*** DATA SHOWN

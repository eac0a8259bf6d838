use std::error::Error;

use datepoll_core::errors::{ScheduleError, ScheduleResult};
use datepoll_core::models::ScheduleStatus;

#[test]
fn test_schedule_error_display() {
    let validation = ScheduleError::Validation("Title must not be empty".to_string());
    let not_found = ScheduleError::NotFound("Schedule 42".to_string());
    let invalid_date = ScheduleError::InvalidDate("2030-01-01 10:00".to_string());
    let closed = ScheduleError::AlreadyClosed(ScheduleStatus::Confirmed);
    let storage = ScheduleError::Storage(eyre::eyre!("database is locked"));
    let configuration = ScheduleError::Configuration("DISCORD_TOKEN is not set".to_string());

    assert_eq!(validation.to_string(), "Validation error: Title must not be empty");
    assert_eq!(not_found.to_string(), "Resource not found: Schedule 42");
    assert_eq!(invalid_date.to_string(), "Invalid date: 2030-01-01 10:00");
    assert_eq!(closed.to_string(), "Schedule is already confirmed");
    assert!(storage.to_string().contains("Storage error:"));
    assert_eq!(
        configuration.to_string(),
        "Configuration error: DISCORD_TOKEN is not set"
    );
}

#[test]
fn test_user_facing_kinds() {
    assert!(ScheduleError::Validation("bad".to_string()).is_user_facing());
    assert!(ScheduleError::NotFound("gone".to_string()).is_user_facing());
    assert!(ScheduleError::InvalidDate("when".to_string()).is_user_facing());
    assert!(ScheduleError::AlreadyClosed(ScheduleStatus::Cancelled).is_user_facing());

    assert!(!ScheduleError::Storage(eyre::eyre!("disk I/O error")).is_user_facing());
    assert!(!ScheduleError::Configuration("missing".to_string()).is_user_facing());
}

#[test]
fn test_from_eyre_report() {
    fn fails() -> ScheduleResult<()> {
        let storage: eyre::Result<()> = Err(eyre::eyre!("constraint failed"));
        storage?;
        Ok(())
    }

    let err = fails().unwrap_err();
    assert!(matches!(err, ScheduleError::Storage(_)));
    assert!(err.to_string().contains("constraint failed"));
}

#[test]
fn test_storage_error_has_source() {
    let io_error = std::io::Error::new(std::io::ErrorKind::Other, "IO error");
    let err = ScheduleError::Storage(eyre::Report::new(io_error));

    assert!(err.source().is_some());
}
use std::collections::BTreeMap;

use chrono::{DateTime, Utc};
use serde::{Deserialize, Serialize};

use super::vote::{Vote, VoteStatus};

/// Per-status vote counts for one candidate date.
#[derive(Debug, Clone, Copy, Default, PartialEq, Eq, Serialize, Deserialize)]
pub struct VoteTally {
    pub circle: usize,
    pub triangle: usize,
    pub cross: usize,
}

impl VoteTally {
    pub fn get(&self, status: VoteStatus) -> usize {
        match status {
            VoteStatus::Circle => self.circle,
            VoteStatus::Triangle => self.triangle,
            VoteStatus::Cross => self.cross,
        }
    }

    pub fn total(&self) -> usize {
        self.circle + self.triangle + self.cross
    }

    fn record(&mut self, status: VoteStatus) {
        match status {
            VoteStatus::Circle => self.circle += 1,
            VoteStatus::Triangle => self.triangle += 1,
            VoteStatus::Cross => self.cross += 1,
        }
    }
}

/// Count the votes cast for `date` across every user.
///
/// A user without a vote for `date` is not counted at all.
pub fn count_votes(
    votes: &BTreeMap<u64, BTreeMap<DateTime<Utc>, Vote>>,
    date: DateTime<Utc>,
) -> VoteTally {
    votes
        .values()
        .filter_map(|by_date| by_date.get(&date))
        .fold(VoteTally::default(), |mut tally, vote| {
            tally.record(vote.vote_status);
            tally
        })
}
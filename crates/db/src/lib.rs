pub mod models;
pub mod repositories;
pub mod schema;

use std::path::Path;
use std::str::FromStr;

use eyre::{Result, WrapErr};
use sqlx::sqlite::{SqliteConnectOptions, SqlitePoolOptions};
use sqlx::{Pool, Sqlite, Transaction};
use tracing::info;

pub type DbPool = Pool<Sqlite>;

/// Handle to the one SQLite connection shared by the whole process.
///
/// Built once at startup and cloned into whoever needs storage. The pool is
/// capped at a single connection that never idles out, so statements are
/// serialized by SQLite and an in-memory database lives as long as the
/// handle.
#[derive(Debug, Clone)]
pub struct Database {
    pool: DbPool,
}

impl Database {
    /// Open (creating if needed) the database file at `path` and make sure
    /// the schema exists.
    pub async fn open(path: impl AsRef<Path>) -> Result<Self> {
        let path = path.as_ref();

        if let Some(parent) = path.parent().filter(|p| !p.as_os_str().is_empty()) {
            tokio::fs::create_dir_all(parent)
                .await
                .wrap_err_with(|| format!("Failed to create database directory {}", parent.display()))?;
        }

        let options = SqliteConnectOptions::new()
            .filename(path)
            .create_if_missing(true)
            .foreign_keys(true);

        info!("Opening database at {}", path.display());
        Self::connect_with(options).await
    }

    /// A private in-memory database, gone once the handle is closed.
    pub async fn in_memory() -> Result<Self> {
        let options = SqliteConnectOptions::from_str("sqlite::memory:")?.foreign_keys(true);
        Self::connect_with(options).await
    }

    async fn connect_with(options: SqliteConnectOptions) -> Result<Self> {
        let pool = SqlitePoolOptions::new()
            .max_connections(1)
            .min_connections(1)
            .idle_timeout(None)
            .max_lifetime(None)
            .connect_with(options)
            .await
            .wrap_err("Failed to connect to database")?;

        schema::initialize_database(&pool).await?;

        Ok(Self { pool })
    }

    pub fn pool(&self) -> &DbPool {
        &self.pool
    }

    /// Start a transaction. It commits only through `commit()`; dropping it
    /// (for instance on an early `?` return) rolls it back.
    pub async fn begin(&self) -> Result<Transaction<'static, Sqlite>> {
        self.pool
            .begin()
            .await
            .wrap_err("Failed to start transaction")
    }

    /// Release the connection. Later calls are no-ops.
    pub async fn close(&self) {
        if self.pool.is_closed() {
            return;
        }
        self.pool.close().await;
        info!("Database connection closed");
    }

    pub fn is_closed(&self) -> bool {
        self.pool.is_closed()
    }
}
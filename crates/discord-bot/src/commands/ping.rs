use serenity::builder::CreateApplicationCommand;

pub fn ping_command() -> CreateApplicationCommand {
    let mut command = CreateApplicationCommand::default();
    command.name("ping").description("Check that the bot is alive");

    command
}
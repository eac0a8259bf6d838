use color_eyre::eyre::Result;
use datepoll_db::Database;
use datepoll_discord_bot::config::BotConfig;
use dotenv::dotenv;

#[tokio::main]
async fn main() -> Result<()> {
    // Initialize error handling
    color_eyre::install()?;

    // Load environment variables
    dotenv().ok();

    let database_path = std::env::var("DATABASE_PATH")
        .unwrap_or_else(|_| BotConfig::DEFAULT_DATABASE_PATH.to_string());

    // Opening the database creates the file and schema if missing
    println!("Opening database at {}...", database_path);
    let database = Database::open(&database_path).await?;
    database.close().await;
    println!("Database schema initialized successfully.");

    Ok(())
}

******

YOUR OBJECTIVE: Retype the material above from start to finish without any changes.

FINISHED EXERCISE:
repository eac0a8259bf6d838
use std::error::Error;

use datepoll_core::errors::{ScheduleError, ScheduleResult};
use datepoll_core::models::ScheduleStatus;

#[test]
fn test_schedule_error_display() {
    let validation = ScheduleError::Validation("Title must not be empty".to_string());
    let not_found = ScheduleError::NotFound("Schedule 42".to_string());
    let invalid_date = ScheduleError::InvalidDate("2030-01-01 10:00".to_string());
    let closed = ScheduleError::AlreadyClosed(ScheduleStatus::Confirmed);
    let storage = ScheduleError::Storage(eyre::eyre!("database is locked"));
    let configuration = ScheduleError::Configuration("DISCORD_TOKEN is not set".to_string());

    assert_eq!(validation.to_string(), "Validation error: Title must not be empty");
    assert_eq!(not_found.to_string(), "Resource not found: Schedule 42");
    assert_eq!(invalid_date.to_string(), "Invalid date: 2030-01-01 10:00");
    assert_eq!(closed.to_string(), "Schedule is already confirmed");
    assert!(storage.to_string().contains("Storage error:"));
    assert_eq!(
        configuration.to_string(),
        "Configuration error: DISCORD_TOKEN is not set"
    );
}

#[test]
fn test_user_facing_kinds() {
    assert!(ScheduleError::Validation("bad".to_string()).is_user_facing());
    assert!(ScheduleError::NotFound("gone".to_string()).is_user_facing());
    assert!(ScheduleError::InvalidDate("when".to_string()).is_user_facing());
    assert!(ScheduleError::AlreadyClosed(ScheduleStatus::Cancelled).is_user_facing());

    assert!(!ScheduleError::Storage(eyre::eyre!("disk I/O error")).is_user_facing());
    assert!(!ScheduleError::Configuration("missing".to_string()).is_user_facing());
}

#[test]
fn test_from_eyre_report() {
    fn fails() -> ScheduleResult<()> {
        let storage: eyre::Result<()> = Err(eyre::eyre!("constraint failed"));
        storage?;
        Ok(())
    }

    let err = fails().unwrap_err();
    assert!(matches!(err, ScheduleError::Storage(_)));
    assert!(err.to_string().contains("constraint failed"));
}

#[test]
fn test_storage_error_has_source() {
    let io_error = std::io::Error::new(std::io::ErrorKind::Other, "IO error");
    let err = ScheduleError::Storage(eyre::Report::new(io_error));

    assert!(err.source().is_some());
}
use std::collections::BTreeMap;

use chrono::{DateTime, Utc};
use serde::{Deserialize, Serialize};

use super::vote::{Vote, VoteStatus};

/// Per-status vote counts for one candidate date.
#[derive(Debug, Clone, Copy, Default, PartialEq, Eq, Serialize, Deserialize)]
pub struct VoteTally {
    pub circle: usize,
    pub triangle: usize,
    pub cross: usize,
}

impl VoteTally {
    pub fn get(&self, status: VoteStatus) -> usize {
        match status {
            VoteStatus::Circle => self.circle,
            VoteStatus::Triangle => self.triangle,
            VoteStatus::Cross => self.cross,
        }
    }

    pub fn total(&self) -> usize {
        self.circle + self.triangle + self.cross
    }

    fn record(&mut self, status: VoteStatus) {
        match status {
            VoteStatus::Circle => self.circle += 1,
            VoteStatus::Triangle => self.triangle += 1,
            VoteStatus::Cross => self.cross += 1,
        }
    }
}

/// Count the votes cast for `date` across every user.
///
/// A user without a vote for `date` is not counted at all.
pub fn count_votes(
    votes: &BTreeMap<u64, BTreeMap<DateTime<Utc>, Vote>>,
    date: DateTime<Utc>,
) -> VoteTally {
    votes
        .values()
        .filter_map(|by_date| by_date.get(&date))
        .fold(VoteTally::default(), |mut tally, vote| {
            tally.record(vote.vote_status);
            tally
        })
}
filename crates/db/src/lib.rs
pub mod models;
pub mod repositories;
pub mod schema;

use std::path::Path;
use std::str::FromStr;

use eyre::{Result, WrapErr};
use sqlx::sqlite::{SqliteConnectOptions, SqlitePoolOptions};
use sqlx::{Pool, Sqlite, Transaction};
use tracing::info;

pub type DbPool = Pool<Sqlite>;

/// Handle to the one SQLite connection shared by the whole process.
///
/// Built once at startup and cloned into whoever needs storage. The pool is
/// capped at a single connection that never idles out, so statements are
/// serialized by SQLite and an in-memory database lives as long as the
/// handle.
#[derive(Debug, Clone)]
pub struct Database {
    pool: DbPool,
}

impl Database {
    /// Open (creating if needed) the database file at `path` and make sure
    /// the schema exists.
    pub async fn open(path: impl AsRef<Path>) -> Result<Self> {
        let path = path.as_ref();

        if let Some(parent) = path.parent().filter(|p| !p.as_os_str().is_empty()) {
            tokio::fs::create_dir_all(parent)
                .await
                .wrap_err_with(|| format!("Failed to create database directory {}", parent.display()))?;
        }

        let options = SqliteConnectOptions::new()
            .filename(path)
            .create_if_missing(true)
            .foreign_keys(true);

        info!("Opening database at {}", path.display());
        Self::connect_with(options).await
    }

    /// A private in-memory database, gone once the handle is closed.
    pub async fn in_memory() -> Result<Self> {
        let options = SqliteConnectOptions::from_str("sqlite::memory:")?.foreign_keys(true);
        Self::connect_with(options).await
    }

    async fn connect_with(options: SqliteConnectOptions) -> Result<Self> {
        let pool = SqlitePoolOptions::new()
            .max_connections(1)
            .min_connections(1)
            .idle_timeout(None)
            .max_lifetime(None)
            .connect_with(options)
            .await
            .wrap_err("Failed to connect to database")?;

        schema::initialize_database(&pool).await?;

        Ok(Self { pool })
    }

    pub fn pool(&self) -> &DbPool {
        &self.pool
    }

    /// Start a transaction. It commits only through `commit()`; dropping it
    /// (for instance on an early `?` return) rolls it back.
    pub async fn begin(&self) -> Result<Transaction<'static, Sqlite>> {
        self.pool
            .begin()
            .await
            .wrap_err("Failed to start transaction")
    }

    /// Release the connection. Later calls are no-ops.
    pub async fn close(&self) {
        if self.pool.is_closed() {
            return;
        }
        self.pool.close().await;
        info!("Database connection closed");
    }

    pub fn is_closed(&self) -> bool {
        self.pool.is_closed()
    }
}
filename crates/discord-bot/src/commands/ping.rs
use serenity::builder::CreateApplicationCommand;

pub fn ping_command() -> CreateApplicationCommand {
    let mut command = CreateApplicationCommand::default();
    command.name("ping").description("Check that the bot is alive");

    command
}
repository eac0a8259bf6d838
use color_eyre::eyre::Result;
use datepoll_db::Database;
use datepoll_discord_bot::config::BotConfig;
use dotenv::dotenv;

#[tokio::main]
async fn main() -> Result<()> {
    // Initialize error handling
    color_eyre::install()?;

    // Load environment variables
    dotenv().ok();

    let database_path = std::env::var("DATABASE_PATH")
        .unwrap_or_else(|_| BotConfig::DEFAULT_DATABASE_PATH.to_string());

    // Opening the database creates the file and schema if missing
    println!("Opening database at {}...", database_path);
    let database = Database::open(&database_path).await?;
    database.close().await;
    println!("Database schema initialized successfully.");

    Ok(())
}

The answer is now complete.